The best approach for reaching Southerners (and folks everywhere, for that matter) is to be genuine.  If you don't look good in camouflage, don't wear it.  If grits make you dry-heave, don't eat them.  (And if you do eat them but put sugar in them, well, we really don't want to see that either...but that's just a grits thing.)

There's no better example of a politician able to relate to folks without feigning chameleon than former Virginia Governor Mark Warner.

In his bid for Governor, Warner didn't win the hearts of rural Virginians by pretending to be one of them.  He was himself -- a Connecticut boy who struck it rich by hard work, and one who showed deference to Southern pastimes but didn't pretend he was intimately familiar with a culture with which he wasn't.  In an excerpt from a Newsweek piece highlighted in Steve Jarding and Mudcat Saunders' book Foxes in the Henhouse, Matt Bai wrote the following passage, which captures this "relatablity" quality of Warner:

The entrance to the Fiddler's Convention in Galax was at the top of this steep embankment, and when Mark Warner hopped out of his SUV and started to make his way down the slope, dressed in a polo shirt and pressed jeans like he'd just left the country club, I think I actually cringed for him.  Thousands of families from Southwest and Southside Virginia and neighboring Appalachian states were camped out in the mud, sending their kids for fried dough and cotton candy while they listened to bluegrass all around them. ...

...Here came Warner, the Harvard-educated millionaire Democrat, striding confidently into the throng, shouting to be heard over the banjos.

To my surprise, the families did more than tolerate him--they actually seemed to like him.  ...  He smiled broadly when he saw the Bluegrass Brothers huddled together, playing for scores of fans.  ... Warner clapped along for a few beats, but he didn't pretend to be a fiddle buff.  The point was that he knew the music mattered to them, and to those voters, that seemed to say a lot about the man.
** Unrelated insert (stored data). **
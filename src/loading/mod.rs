pub(crate) mod dismissal;
pub(crate) mod hint;
pub(crate) mod phase_timer;
use super::*;

#[test]
fn empty_object_yields_reference_defaults() {
    let config = RevealConfig::from_json_str("{}").unwrap();
    assert_eq!(config, RevealConfig::default());
    assert_eq!(config.loading.duration_ms, 4000);
    assert_eq!(config.loading.tick_ms, 50);
    assert_eq!(config.dismiss.grace_ms, 8000);
    assert_eq!(config.expansion.policy, ProgressPolicy::Accumulate);
}

#[test]
fn partial_sections_keep_other_defaults() {
    let config = RevealConfig::from_json_str(
        r#"{ "expansion": { "policy": "bidirectional", "budget_fraction": 0.5 } }"#,
    )
    .unwrap();
    assert_eq!(config.expansion.policy, ProgressPolicy::Bidirectional);
    assert_eq!(config.expansion.budget_fraction, 0.5);
    assert_eq!(config.expansion.reveal_fade_ms, 600);
    assert_eq!(config.transition, TransitionConfig::default());
}

#[test]
fn zero_tick_is_rejected() {
    let err = RevealConfig::from_json_str(r#"{ "loading": { "tick_ms": 0 } }"#).unwrap_err();
    assert!(err.to_string().contains("tick_ms"));
}

#[test]
fn non_positive_budget_fraction_is_rejected() {
    let mut config = RevealConfig::default();
    config.expansion.budget_fraction = 0.0;
    assert!(config.validate().is_err());
}

#[test]
fn inverted_frame_bounds_are_rejected() {
    let mut config = RevealConfig::default();
    config.expansion.frame.min_width_vw = 80.0;
    let err = config.validate().unwrap_err();
    assert!(err.to_string().contains("minimum"));
}

#[test]
fn malformed_json_maps_to_serde_error() {
    let err = RevealConfig::from_json_str("{ nope").unwrap_err();
    assert!(err.to_string().contains("serialization error:"));
}
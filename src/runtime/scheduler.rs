use std::{
    cmp::Reverse,
    collections::{BinaryHeap, HashMap},
};

use crate::foundation::core::Millis;

/// Handle to a scheduled task; used to cancel it.
#[derive(Clone, Copy, Debug, PartialEq, Eq, Hash, PartialOrd, Ord)]
pub struct TimerId(u64);

/// Named tasks driven by the controller's scheduler.
#[derive(Clone, Copy, Debug, PartialEq, Eq, Hash, serde::Serialize)]
#[serde(rename_all = "snake_case")]
pub enum Task {
    /// Loading progress tick; stale generations are ignored.
    LoadingTick { generation: u64 },
    DismissTimeout,
    OverlayFaded,
    Handoff,
    MountTimeout,
    CurtainFaded,
    GeometryRefresh,
    ScrubFrame,
}

/// Single-threaded timer queue over a host-supplied clock.
///
/// Tasks due at the same instant run in scheduling order. Cancellation is
/// lazy: cancelled entries stay in the heap and are skipped when popped.
#[derive(Debug)]
pub struct Scheduler<T = Task> {
    now: Millis,
    next_id: u64,
    queue: BinaryHeap<Reverse<(Millis, u64)>>,
    pending: HashMap<u64, T>,
}

impl<T> Default for Scheduler<T> {
    fn default() -> Self {
        Self::new()
    }
}

impl<T> Scheduler<T> {
    pub fn new() -> Self {
        Self {
            now: Millis::ZERO,
            next_id: 0,
            queue: BinaryHeap::new(),
            pending: HashMap::new(),
        }
    }

    pub fn now(&self) -> Millis {
        self.now
    }

    /// Move the clock forward; earlier timestamps are ignored.
    pub fn advance_clock(&mut self, to: Millis) {
        if to > self.now {
            self.now = to;
        }
    }

    pub fn after(&mut self, delay_ms: u64, task: T) -> TimerId {
        let id = self.next_id;
        self.next_id += 1;
        self.queue.push(Reverse((self.now.after(delay_ms), id)));
        self.pending.insert(id, task);
        TimerId(id)
    }

    pub fn cancel(&mut self, id: TimerId) -> bool {
        self.pending.remove(&id.0).is_some()
    }

    pub fn cancel_all(&mut self) {
        self.pending.clear();
        self.queue.clear();
    }

    pub fn is_pending(&self, id: TimerId) -> bool {
        self.pending.contains_key(&id.0)
    }

    pub fn pending_len(&self) -> usize {
        self.pending.len()
    }

    fn drop_cancelled(&mut self) {
        while let Some(Reverse((_, id))) = self.queue.peek() {
            if self.pending.contains_key(id) {
                break;
            }
            self.queue.pop();
        }
    }

    pub fn next_due(&mut self) -> Option<Millis> {
        self.drop_cancelled();
        self.queue.peek().map(|Reverse((due, _))| *due)
    }

    /// Pop the earliest task due at or before `until`, moving the clock to its
    /// due time.
    pub fn pop_due(&mut self, until: Millis) -> Option<(TimerId, T)> {
        self.drop_cancelled();
        let Reverse((due, id)) = *self.queue.peek()?;
        if due > until {
            return None;
        }
        self.queue.pop();
        self.advance_clock(due);
        let task = self.pending.remove(&id)?;
        Some((TimerId(id), task))
    }
}

#[cfg(test)]
#[path = "../../tests/unit/runtime/scheduler.rs"]
mod tests;
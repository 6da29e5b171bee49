/// Event kinds a component can listen to.
#[derive(Clone, Copy, Debug, PartialEq, Eq, Hash, PartialOrd, Ord, serde::Serialize)]
#[serde(rename_all = "snake_case")]
pub enum EventKind {
    Scroll,
    Wheel,
    TouchStart,
    TouchMove,
    KeyDown,
    PointerDown,
    Click,
    Resize,
    Visibility,
}

/// Component that owns a listener registration.
#[derive(Clone, Copy, Debug, PartialEq, Eq, Hash, PartialOrd, Ord, serde::Serialize)]
#[serde(rename_all = "snake_case")]
pub enum Owner {
    Dismissal,
    Hint,
    Expansion,
    Viewport,
    Controller,
}

#[derive(Clone, Copy, Debug, PartialEq, Eq, Hash)]
pub struct ListenerId(u64);

#[derive(Clone, Copy, Debug)]
struct Entry {
    id: ListenerId,
    owner: Owner,
    kind: EventKind,
}

/// Listener table shared by all components.
///
/// An owner holds at most one registration per event kind: adding a kind the
/// owner already listens to replaces the old registration.
#[derive(Debug, Default)]
pub struct Listeners {
    next: u64,
    entries: Vec<Entry>,
}

impl Listeners {
    pub fn new() -> Self {
        Self::default()
    }

    pub fn add(&mut self, owner: Owner, kind: EventKind) -> ListenerId {
        self.entries
            .retain(|e| !(e.owner == owner && e.kind == kind));
        let id = ListenerId(self.next);
        self.next += 1;
        self.entries.push(Entry { id, owner, kind });
        id
    }

    /// Drop every registration of `owner`, then register `kinds`.
    pub fn replace_owner(&mut self, owner: Owner, kinds: &[EventKind]) {
        self.remove_owner(owner);
        for kind in kinds {
            self.add(owner, *kind);
        }
    }

    pub fn remove(&mut self, id: ListenerId) -> bool {
        let before = self.entries.len();
        self.entries.retain(|e| e.id != id);
        before != self.entries.len()
    }

    pub fn remove_owner(&mut self, owner: Owner) -> usize {
        let before = self.entries.len();
        self.entries.retain(|e| e.owner != owner);
        before - self.entries.len()
    }

    pub fn clear(&mut self) {
        self.entries.clear();
    }

    /// Owners listening to `kind`, in registration order.
    pub fn owners_for(&self, kind: EventKind) -> Vec<Owner> {
        self.entries
            .iter()
            .filter(|e| e.kind == kind)
            .map(|e| e.owner)
            .collect()
    }

    pub fn is_listening(&self, owner: Owner, kind: EventKind) -> bool {
        self.entries
            .iter()
            .any(|e| e.owner == owner && e.kind == kind)
    }

    pub fn count(&self, kind: EventKind) -> usize {
        self.entries.iter().filter(|e| e.kind == kind).count()
    }

    pub fn count_owner(&self, owner: Owner) -> usize {
        self.entries.iter().filter(|e| e.owner == owner).count()
    }

    pub fn len(&self) -> usize {
        self.entries.len()
    }

    pub fn is_empty(&self) -> bool {
        self.entries.is_empty()
    }
}

#[cfg(test)]
#[path = "../../tests/unit/runtime/listeners.rs"]
mod tests;
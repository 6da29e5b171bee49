use crate::{
    animation::{ease::Ease, timeline::FrameStyle},
    foundation::core::Viewport,
};

/// Visual regions the controller drives.
#[derive(
    Clone,
    Copy,
    Debug,
    PartialEq,
    Eq,
    PartialOrd,
    Ord,
    Hash,
    serde::Serialize,
    serde::Deserialize,
)]
#[serde(rename_all = "snake_case")]
pub enum Element {
    LoadingOverlay,
    ProgressBar,
    ScrollPrompt,
    InteractionHint,
    /// Black cover over freshly mounted content.
    Curtain,
    Frame,
    Content,
    ScrollIndicator,
}

impl Element {
    pub const ALL: [Self; 8] = [
        Self::LoadingOverlay,
        Self::ProgressBar,
        Self::ScrollPrompt,
        Self::InteractionHint,
        Self::Curtain,
        Self::Frame,
        Self::Content,
        Self::ScrollIndicator,
    ];
}

/// Opacity transition delegated to the rendering layer.
///
/// Completion timing stays with the controller's scheduler; the host only
/// renders the ramp.
#[derive(Clone, Copy, Debug, PartialEq, serde::Serialize, serde::Deserialize)]
pub struct Fade {
    pub to: f64,
    pub duration_ms: u64,
    pub ease: Ease,
}

impl Fade {
    pub fn out(duration_ms: u64) -> Self {
        Self {
            to: 0.0,
            duration_ms,
            ease: Ease::InOutCubic,
        }
    }

    pub fn reveal(duration_ms: u64) -> Self {
        Self {
            to: 1.0,
            duration_ms,
            ease: Ease::InOutCubic,
        }
    }
}

/// Host page as seen by the controller.
///
/// This is the only path through which the controller mutates global page
/// state. Implementations must tolerate calls for elements that are not
/// mounted; the controller checks [`Page::is_mounted`] before effects that
/// depend on an element, but geometry refreshes may race with unmounts.
pub trait Page {
    fn viewport(&self) -> Viewport;

    fn scroll_offset(&self) -> f64;

    fn scroll_to(&mut self, offset: f64);

    /// Toggle native scroll suppression (`overflow: hidden` on the body).
    fn set_scroll_suppressed(&mut self, suppressed: bool);

    fn set_smooth_scroll(&mut self, enabled: bool);

    fn is_mounted(&self, element: Element) -> bool;

    fn fade(&mut self, element: Element, fade: Fade);

    /// Loading bar width and label, 0..=100.
    fn set_loading_progress(&mut self, percent: f64);

    fn apply_frame(&mut self, style: &FrameStyle);
}
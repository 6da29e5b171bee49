pub(crate) mod listeners;
pub(crate) mod scheduler;

use crate::{
    lock::scroll_lock::ScrollLock,
    page::surface::Page,
    runtime::{listeners::Listeners, scheduler::Scheduler},
};

/// Shared resources handed to each component: the page, the scroll lock, the
/// listener table and the scheduler.
#[derive(Debug)]
pub struct Runtime<P> {
    pub page: P,
    pub lock: ScrollLock,
    pub listeners: Listeners,
    pub sched: Scheduler,
}

impl<P: Page> Runtime<P> {
    pub fn new(page: P) -> Self {
        Self {
            page,
            lock: ScrollLock::new(),
            listeners: Listeners::new(),
            sched: Scheduler::new(),
        }
    }
}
So, as a lesson to '08 hopefuls, Southerners don't want you to pretend to be one of us.  We don't want you to want to be from a "slave state." That legacy isn't something we boast on our resumes or brag about at dinner parties.  And we don't want you to say "y'all" if it fits your speech pattern like pants you wore five years ago.  Rather, we want you to have plans to address the many problems rampant in the South and across the nation.  Folks everywhere can relate to that kind of talk.

Tags: 2008, fritz hollings, joe biden, mark warner, matt bai, mudcat saunders, Republicans, rotary, sc, South Carolina, steve jarding, strom thurmond (all tags)

Comments

5 Comments

Re: The Southern Thing

Biden is a prime AssClown...a charter member of The Money Party and I would not vote for chump like him in one million years.

by Pericles 2006-12-03 01:32PM | 0 recs
Re: The Southern Thing

Biden came across as extremely awkward. He badly needs a new speechwriter.

by robliberal 2006-12-03 02:21PM | 0 recs
Re: The Southern Thing

that was the problem last time!

by johnny longtorso 2006-12-03 02:29PM | 0 recs
Re: The Southern Thing

zing!

by Fran for Dean 2006-12-03 04:44PM | 0 recs
Re: The Southern Thing

"The best approach for reaching southerners ... is to be genuine."  Besides warner, and it was a long time ago, an aristocratic New York liberal from Harvard named Franklind Roosevelt did pretty darn well in the region.  Dure FDR was smart and made no effort to hide it but that was not his first contact with people.

FDR lived with empatrhy, concern, caring.  Pick your word, it doesn't matter.  He showed how much he cared; not how much he was "one of us."  It was real in Warm Springs, New York, or Washington.  Once people know you have carved through political speak, they'll listen.